Each message is relevant and allows the recipient the permission to believe that “they’re talking to me.”
The temptation is to communicate the exact same set of messages to all audiences. On the surface this sounds logical: keeping the brand messaging consistent so everyone hears the same brand position. But there is a difference between brand position and brand messaging.
Brand position is the core value proposition…what the brand is promising to deliver. But it’s through messaging that you make the brand relevant to individual audiences. For example, a distributor audience is interested in things like pricing, promotional programs, fill rates, shipping and return policies, special order procedures, spiffs and so forth. Not to mention things like how popular the brand is with its customers, pull–through advertising, the brand’s new product strategy etc.

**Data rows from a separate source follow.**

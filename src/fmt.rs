//! Logging macros.
//!
//! Forward to `defmt` when the `defmt` feature is enabled, otherwise to the
//! `log` facade when `log` is enabled. With neither feature the macros
//! compile to nothing, but still borrow their arguments so call sites do not
//! produce unused-variable warnings.
//!
//! Only `{}` and `{:?}` placeholders are used at call sites so the same
//! format string is valid for both backends.

#![allow(unused_macros)]

macro_rules! trace {
    ($s:literal $(, $x:expr)* $(,)?) => {
        {
            #[cfg(feature = "defmt")]
            ::defmt::trace!($s $(, $x)*);
            #[cfg(all(feature = "log", not(feature = "defmt")))]
            ::log::trace!($s $(, $x)*);
            #[cfg(not(any(feature = "log", feature = "defmt")))]
            let _ = ($( & $x ),*);
        }
    };
}

macro_rules! debug {
    ($s:literal $(, $x:expr)* $(,)?) => {
        {
            #[cfg(feature = "defmt")]
            ::defmt::debug!($s $(, $x)*);
            #[cfg(all(feature = "log", not(feature = "defmt")))]
            ::log::debug!($s $(, $x)*);
            #[cfg(not(any(feature = "log", feature = "defmt")))]
            let _ = ($( & $x ),*);
        }
    };
}

macro_rules! info {
    ($s:literal $(, $x:expr)* $(,)?) => {
        {
            #[cfg(feature = "defmt")]
            ::defmt::info!($s $(, $x)*);
            #[cfg(all(feature = "log", not(feature = "defmt")))]
            ::log::info!($s $(, $x)*);
            #[cfg(not(any(feature = "log", feature = "defmt")))]
            let _ = ($( & $x ),*);
        }
    };
}

macro_rules! warn {
    ($s:literal $(, $x:expr)* $(,)?) => {
        {
            #[cfg(feature = "defmt")]
            ::defmt::warn!($s $(, $x)*);
            #[cfg(all(feature = "log", not(feature = "defmt")))]
            ::log::warn!($s $(, $x)*);
            #[cfg(not(any(feature = "log", feature = "defmt")))]
            let _ = ($( & $x ),*);
        }
    };
}

macro_rules! error {
    ($s:literal $(, $x:expr)* $(,)?) => {
        {
            #[cfg(feature = "defmt")]
            ::defmt::error!($s $(, $x)*);
            #[cfg(all(feature = "log", not(feature = "defmt")))]
            ::log::error!($s $(, $x)*);
            #[cfg(not(any(feature = "log", feature = "defmt")))]
            let _ = ($( & $x ),*);
        }
    };
}
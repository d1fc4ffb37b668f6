//! Common error types for network operations

/// A common error type for transport and protocol-engine operations.
///
/// This enum defines the errors a connection or the HTTP protocol engine can
/// report. It is designed to be simple and portable for `no_std`
/// environments, and maps onto the negative errno-style code domain through
/// [`Error::code`].
#[derive(Debug, PartialEq, Eq, Clone, Copy)]
pub enum Error {
    /// An operation was attempted on a connection that is not open.
    NotOpen,
    /// An error occurred during a write operation.
    WriteError,
    /// An error occurred during a read operation.
    ReadError,
    /// A connection attempt was refused.
    ConnectionRefused,
    /// A timeout occurred.
    Timeout,
    /// The connection was closed before the exchange completed.
    ConnectionClosed,
    /// An invalid address was provided.
    InvalidAddress,
    /// The peer sent something the protocol engine could not parse.
    ProtocolError,
    /// Data did not fit a fixed-capacity buffer.
    BufferOverflow,
}

impl Error {
    /// Negative errno-style code for this error.
    pub const fn code(&self) -> i32 {
        match self {
            Error::NotOpen => -9,              // EBADF
            Error::WriteError => -5,           // EIO
            Error::ReadError => -5,            // EIO
            Error::ConnectionRefused => -111,  // ECONNREFUSED
            Error::Timeout => -110,            // ETIMEDOUT
            Error::ConnectionClosed => -104,   // ECONNRESET
            Error::InvalidAddress => -99,      // EADDRNOTAVAIL
            Error::ProtocolError => -71,       // EPROTO
            Error::BufferOverflow => -105,     // ENOBUFS
        }
    }
}

impl core::fmt::Display for Error {
    fn fmt(&self, f: &mut core::fmt::Formatter<'_>) -> core::fmt::Result {
        let text = match self {
            Error::NotOpen => "connection not open",
            Error::WriteError => "write failed",
            Error::ReadError => "read failed",
            Error::ConnectionRefused => "connection refused",
            Error::Timeout => "timed out",
            Error::ConnectionClosed => "connection closed by peer",
            Error::InvalidAddress => "invalid address",
            Error::ProtocolError => "protocol error",
            Error::BufferOverflow => "buffer overflow",
        };
        write!(f, "{} ({})", text, self.code())
    }
}

#[cfg(feature = "std")]
impl std::error::Error for Error {}

#[cfg(feature = "defmt")]
impl defmt::Format for Error {
    fn format(&self, f: defmt::Formatter) {
        match self {
            Error::NotOpen => defmt::write!(f, "NotOpen"),
            Error::WriteError => defmt::write!(f, "WriteError"),
            Error::ReadError => defmt::write!(f, "ReadError"),
            Error::ConnectionRefused => defmt::write!(f, "ConnectionRefused"),
            Error::Timeout => defmt::write!(f, "Timeout"),
            Error::ConnectionClosed => defmt::write!(f, "ConnectionClosed"),
            Error::InvalidAddress => defmt::write!(f, "InvalidAddress"),
            Error::ProtocolError => defmt::write!(f, "ProtocolError"),
            Error::BufferOverflow => defmt::write!(f, "BufferOverflow"),
        }
    }
}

But the distributor’s customers are interested in a different message: quality, performance, purchase price, after–the–sales support, warranty, and a host of other possible issues. And, different customers may even have specific issues that require even more targeted messaging.
Let’s use an example of a building products company:
- It sells to one–step and two–step distribution (requiring two different programs and approaches)
- Building pros that purchase from distribution include:
- Production builders
- Custom builders
- Remodeling contractors
- Specialty contractors
- Architects
- Multi–family developers and owners
Production builders typically limit product selection for their homebuyers to a standard product and one or two upgrade options; custom builders and architects want the opposite — the more choices, the better they can satisfy their clients; multifamily property owners or managers are certainly interested in the total cost of ownership.
There is usually one thing they all have in common, however: the desire to do business with a brand that they — and their customers — can trust to deliver on its promise.
In other industries, like technology, brand messaging faces a similar challenge, even within one customer: a brand must resonate with senior management on a strategic value level; with IT or technical capabilities, integration and support; and with users on ease of understanding/learning, user friendliness and support.
The challenge is to make sure that as messages are tailored to specific audiences they don’t stray from, or contradict, the core brand position. The best way to assure consistency may be to develop key messaging by audience at the same time you are developing the core brand position.